WHAT THE TASK ASKS » Copy the records. Keep every line exactly as it is.

── DATA FOR THIS TASK ──

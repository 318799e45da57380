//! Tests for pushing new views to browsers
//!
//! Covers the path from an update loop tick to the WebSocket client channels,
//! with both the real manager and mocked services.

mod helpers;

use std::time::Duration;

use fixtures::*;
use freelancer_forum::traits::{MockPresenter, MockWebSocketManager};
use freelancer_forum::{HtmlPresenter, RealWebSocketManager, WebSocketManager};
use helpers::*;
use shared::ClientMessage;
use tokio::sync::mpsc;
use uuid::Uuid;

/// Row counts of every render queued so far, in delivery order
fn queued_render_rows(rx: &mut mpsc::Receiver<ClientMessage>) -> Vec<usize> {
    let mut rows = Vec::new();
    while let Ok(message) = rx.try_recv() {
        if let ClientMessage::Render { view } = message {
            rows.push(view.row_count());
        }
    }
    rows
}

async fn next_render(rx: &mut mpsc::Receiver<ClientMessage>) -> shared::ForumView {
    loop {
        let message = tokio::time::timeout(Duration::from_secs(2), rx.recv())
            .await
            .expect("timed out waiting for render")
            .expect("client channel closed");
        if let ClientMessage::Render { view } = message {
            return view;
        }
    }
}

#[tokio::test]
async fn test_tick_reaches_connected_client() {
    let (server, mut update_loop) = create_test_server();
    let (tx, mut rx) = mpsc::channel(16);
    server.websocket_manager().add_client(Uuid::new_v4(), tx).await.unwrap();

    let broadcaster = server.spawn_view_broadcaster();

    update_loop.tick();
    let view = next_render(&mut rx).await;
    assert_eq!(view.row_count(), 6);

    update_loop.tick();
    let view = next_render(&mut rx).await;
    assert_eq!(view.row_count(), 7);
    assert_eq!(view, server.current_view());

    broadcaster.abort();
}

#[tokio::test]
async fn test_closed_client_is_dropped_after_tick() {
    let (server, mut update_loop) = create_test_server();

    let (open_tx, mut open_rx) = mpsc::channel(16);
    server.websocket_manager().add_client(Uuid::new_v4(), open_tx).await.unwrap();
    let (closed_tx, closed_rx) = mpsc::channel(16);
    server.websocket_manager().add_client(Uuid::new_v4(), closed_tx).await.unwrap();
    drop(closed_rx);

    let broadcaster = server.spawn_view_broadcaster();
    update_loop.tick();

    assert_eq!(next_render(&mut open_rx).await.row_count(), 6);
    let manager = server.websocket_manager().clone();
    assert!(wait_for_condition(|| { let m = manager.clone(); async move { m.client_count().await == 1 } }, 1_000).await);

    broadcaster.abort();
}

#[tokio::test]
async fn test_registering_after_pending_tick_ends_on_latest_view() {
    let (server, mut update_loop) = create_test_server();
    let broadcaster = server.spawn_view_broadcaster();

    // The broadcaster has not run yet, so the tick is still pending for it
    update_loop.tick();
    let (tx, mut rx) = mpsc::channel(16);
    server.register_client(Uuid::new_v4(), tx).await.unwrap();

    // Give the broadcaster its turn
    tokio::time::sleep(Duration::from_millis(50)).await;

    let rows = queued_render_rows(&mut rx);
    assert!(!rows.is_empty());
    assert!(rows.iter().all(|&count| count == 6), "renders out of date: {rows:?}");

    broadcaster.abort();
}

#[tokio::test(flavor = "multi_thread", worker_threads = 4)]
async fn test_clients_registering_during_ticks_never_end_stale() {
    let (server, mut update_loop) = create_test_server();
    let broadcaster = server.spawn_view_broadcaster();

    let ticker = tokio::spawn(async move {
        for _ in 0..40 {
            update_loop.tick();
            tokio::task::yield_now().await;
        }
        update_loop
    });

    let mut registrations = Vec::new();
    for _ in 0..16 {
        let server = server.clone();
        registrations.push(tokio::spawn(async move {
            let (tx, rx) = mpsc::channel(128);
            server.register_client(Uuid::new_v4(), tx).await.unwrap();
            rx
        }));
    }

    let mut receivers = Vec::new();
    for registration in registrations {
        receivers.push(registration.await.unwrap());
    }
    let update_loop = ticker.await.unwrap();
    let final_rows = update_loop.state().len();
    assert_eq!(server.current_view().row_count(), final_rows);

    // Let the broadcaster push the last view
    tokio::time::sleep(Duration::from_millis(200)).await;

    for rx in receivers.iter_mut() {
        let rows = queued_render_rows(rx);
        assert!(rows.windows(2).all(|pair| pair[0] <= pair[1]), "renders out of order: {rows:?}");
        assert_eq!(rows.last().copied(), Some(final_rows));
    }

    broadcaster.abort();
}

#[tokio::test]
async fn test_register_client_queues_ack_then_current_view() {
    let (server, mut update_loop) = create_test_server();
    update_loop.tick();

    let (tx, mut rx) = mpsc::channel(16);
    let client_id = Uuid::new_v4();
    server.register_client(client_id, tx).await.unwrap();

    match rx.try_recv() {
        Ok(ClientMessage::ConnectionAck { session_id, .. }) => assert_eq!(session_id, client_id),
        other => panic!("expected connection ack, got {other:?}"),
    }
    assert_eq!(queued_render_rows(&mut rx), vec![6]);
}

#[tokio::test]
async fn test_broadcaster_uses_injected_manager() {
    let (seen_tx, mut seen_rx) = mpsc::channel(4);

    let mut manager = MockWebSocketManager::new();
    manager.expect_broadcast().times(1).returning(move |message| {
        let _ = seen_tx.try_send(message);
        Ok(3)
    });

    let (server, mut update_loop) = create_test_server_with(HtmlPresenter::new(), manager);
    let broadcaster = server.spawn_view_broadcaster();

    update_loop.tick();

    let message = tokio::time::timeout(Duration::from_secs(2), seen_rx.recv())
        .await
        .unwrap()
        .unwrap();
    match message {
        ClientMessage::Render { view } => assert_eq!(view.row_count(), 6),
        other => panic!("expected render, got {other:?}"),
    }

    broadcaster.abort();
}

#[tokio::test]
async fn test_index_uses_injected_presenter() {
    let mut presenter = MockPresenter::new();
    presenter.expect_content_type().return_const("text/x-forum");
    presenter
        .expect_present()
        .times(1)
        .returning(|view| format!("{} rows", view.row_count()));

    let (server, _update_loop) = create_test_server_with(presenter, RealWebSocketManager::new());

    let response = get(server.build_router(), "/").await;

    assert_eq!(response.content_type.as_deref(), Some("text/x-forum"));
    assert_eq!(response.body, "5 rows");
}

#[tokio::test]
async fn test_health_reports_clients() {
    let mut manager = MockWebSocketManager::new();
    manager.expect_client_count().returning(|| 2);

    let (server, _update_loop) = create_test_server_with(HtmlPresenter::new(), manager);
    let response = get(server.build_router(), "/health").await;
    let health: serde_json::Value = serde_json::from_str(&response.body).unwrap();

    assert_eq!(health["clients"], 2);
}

───

COMPLETED EXERCISE »
repository 318799e45da57380
//! Tests for pushing new views to browsers
//!
//! Covers the path from an update loop tick to the WebSocket client channels,
//! with both the real manager and mocked services.

mod helpers;

use std::time::Duration;

use fixtures::*;
use freelancer_forum::traits::{MockPresenter, MockWebSocketManager};
use freelancer_forum::{HtmlPresenter, RealWebSocketManager, WebSocketManager};
use helpers::*;
use shared::ClientMessage;
use tokio::sync::mpsc;
use uuid::Uuid;

/// Row counts of every render queued so far, in delivery order
fn queued_render_rows(rx: &mut mpsc::Receiver<ClientMessage>) -> Vec<usize> {
    let mut rows = Vec::new();
    while let Ok(message) = rx.try_recv() {
        if let ClientMessage::Render { view } = message {
            rows.push(view.row_count());
        }
    }
    rows
}

async fn next_render(rx: &mut mpsc::Receiver<ClientMessage>) -> shared::ForumView {
    loop {
        let message = tokio::time::timeout(Duration::from_secs(2), rx.recv())
            .await
            .expect("timed out waiting for render")
            .expect("client channel closed");
        if let ClientMessage::Render { view } = message {
            return view;
        }
    }
}

#[tokio::test]
async fn test_tick_reaches_connected_client() {
    let (server, mut update_loop) = create_test_server();
    let (tx, mut rx) = mpsc::channel(16);
    server.websocket_manager().add_client(Uuid::new_v4(), tx).await.unwrap();

    let broadcaster = server.spawn_view_broadcaster();

    update_loop.tick();
    let view = next_render(&mut rx).await;
    assert_eq!(view.row_count(), 6);

    update_loop.tick();
    let view = next_render(&mut rx).await;
    assert_eq!(view.row_count(), 7);
    assert_eq!(view, server.current_view());

    broadcaster.abort();
}

#[tokio::test]
async fn test_closed_client_is_dropped_after_tick() {
    let (server, mut update_loop) = create_test_server();

    let (open_tx, mut open_rx) = mpsc::channel(16);
    server.websocket_manager().add_client(Uuid::new_v4(), open_tx).await.unwrap();
    let (closed_tx, closed_rx) = mpsc::channel(16);
    server.websocket_manager().add_client(Uuid::new_v4(), closed_tx).await.unwrap();
    drop(closed_rx);

    let broadcaster = server.spawn_view_broadcaster();
    update_loop.tick();

    assert_eq!(next_render(&mut open_rx).await.row_count(), 6);
    let manager = server.websocket_manager().clone();
    assert!(wait_for_condition(|| { let m = manager.clone(); async move { m.client_count().await == 1 } }, 1_000).await);

    broadcaster.abort();
}

#[tokio::test]
async fn test_registering_after_pending_tick_ends_on_latest_view() {
    let (server, mut update_loop) = create_test_server();
    let broadcaster = server.spawn_view_broadcaster();

    // The broadcaster has not run yet, so the tick is still pending for it
    update_loop.tick();
    let (tx, mut rx) = mpsc::channel(16);
    server.register_client(Uuid::new_v4(), tx).await.unwrap();

    // Give the broadcaster its turn
    tokio::time::sleep(Duration::from_millis(50)).await;

    let rows = queued_render_rows(&mut rx);
    assert!(!rows.is_empty());
    assert!(rows.iter().all(|&count| count == 6), "renders out of date: {rows:?}");

    broadcaster.abort();
}

#[tokio::test(flavor = "multi_thread", worker_threads = 4)]
async fn test_clients_registering_during_ticks_never_end_stale() {
    let (server, mut update_loop) = create_test_server();
    let broadcaster = server.spawn_view_broadcaster();

    let ticker = tokio::spawn(async move {
        for _ in 0..40 {
            update_loop.tick();
            tokio::task::yield_now().await;
        }
        update_loop
    });

    let mut registrations = Vec::new();
    for _ in 0..16 {
        let server = server.clone();
        registrations.push(tokio::spawn(async move {
            let (tx, rx) = mpsc::channel(128);
            server.register_client(Uuid::new_v4(), tx).await.unwrap();
            rx
        }));
    }

    let mut receivers = Vec::new();
    for registration in registrations {
        receivers.push(registration.await.unwrap());
    }
    let update_loop = ticker.await.unwrap();
    let final_rows = update_loop.state().len();
    assert_eq!(server.current_view().row_count(), final_rows);

    // Let the broadcaster push the last view
    tokio::time::sleep(Duration::from_millis(200)).await;

    for rx in receivers.iter_mut() {
        let rows = queued_render_rows(rx);
        assert!(rows.windows(2).all(|pair| pair[0] <= pair[1]), "renders out of order: {rows:?}");
        assert_eq!(rows.last().copied(), Some(final_rows));
    }

    broadcaster.abort();
}

#[tokio::test]
async fn test_register_client_queues_ack_then_current_view() {
    let (server, mut update_loop) = create_test_server();
    update_loop.tick();

    let (tx, mut rx) = mpsc::channel(16);
    let client_id = Uuid::new_v4();
    server.register_client(client_id, tx).await.unwrap();

    match rx.try_recv() {
        Ok(ClientMessage::ConnectionAck { session_id, .. }) => assert_eq!(session_id, client_id),
        other => panic!("expected connection ack, got {other:?}"),
    }
    assert_eq!(queued_render_rows(&mut rx), vec![6]);
}

#[tokio::test]
async fn test_broadcaster_uses_injected_manager() {
    let (seen_tx, mut seen_rx) = mpsc::channel(4);

    let mut manager = MockWebSocketManager::new();
    manager.expect_broadcast().times(1).returning(move |message| {
        let _ = seen_tx.try_send(message);
        Ok(3)
    });

    let (server, mut update_loop) = create_test_server_with(HtmlPresenter::new(), manager);
    let broadcaster = server.spawn_view_broadcaster();

    update_loop.tick();

    let message = tokio::time::timeout(Duration::from_secs(2), seen_rx.recv())
        .await
        .unwrap()
        .unwrap();
    match message {
        ClientMessage::Render { view } => assert_eq!(view.row_count(), 6),
        other => panic!("expected render, got {other:?}"),
    }

    broadcaster.abort();
}

#[tokio::test]
async fn test_index_uses_injected_presenter() {
    let mut presenter = MockPresenter::new();
    presenter.expect_content_type().return_const("text/x-forum");
    presenter
        .expect_present()
        .times(1)
        .returning(|view| format!("{} rows", view.row_count()));

    let (server, _update_loop) = create_test_server_with(presenter, RealWebSocketManager::new());

    let response = get(server.build_router(), "/").await;

    assert_eq!(response.content_type.as_deref(), Some("text/x-forum"));
    assert_eq!(response.body, "5 rows");
}

#[tokio::test]
async fn test_health_reports_clients() {
    let mut manager = MockWebSocketManager::new();
    manager.expect_client_count().returning(|| 2);

    let (server, _update_loop) = create_test_server_with(HtmlPresenter::new(), manager);
    let response = get(server.build_router(), "/health").await;
    let health: serde_json::Value = serde_json::from_str(&response.body).unwrap();

    assert_eq!(health["clients"], 2);
}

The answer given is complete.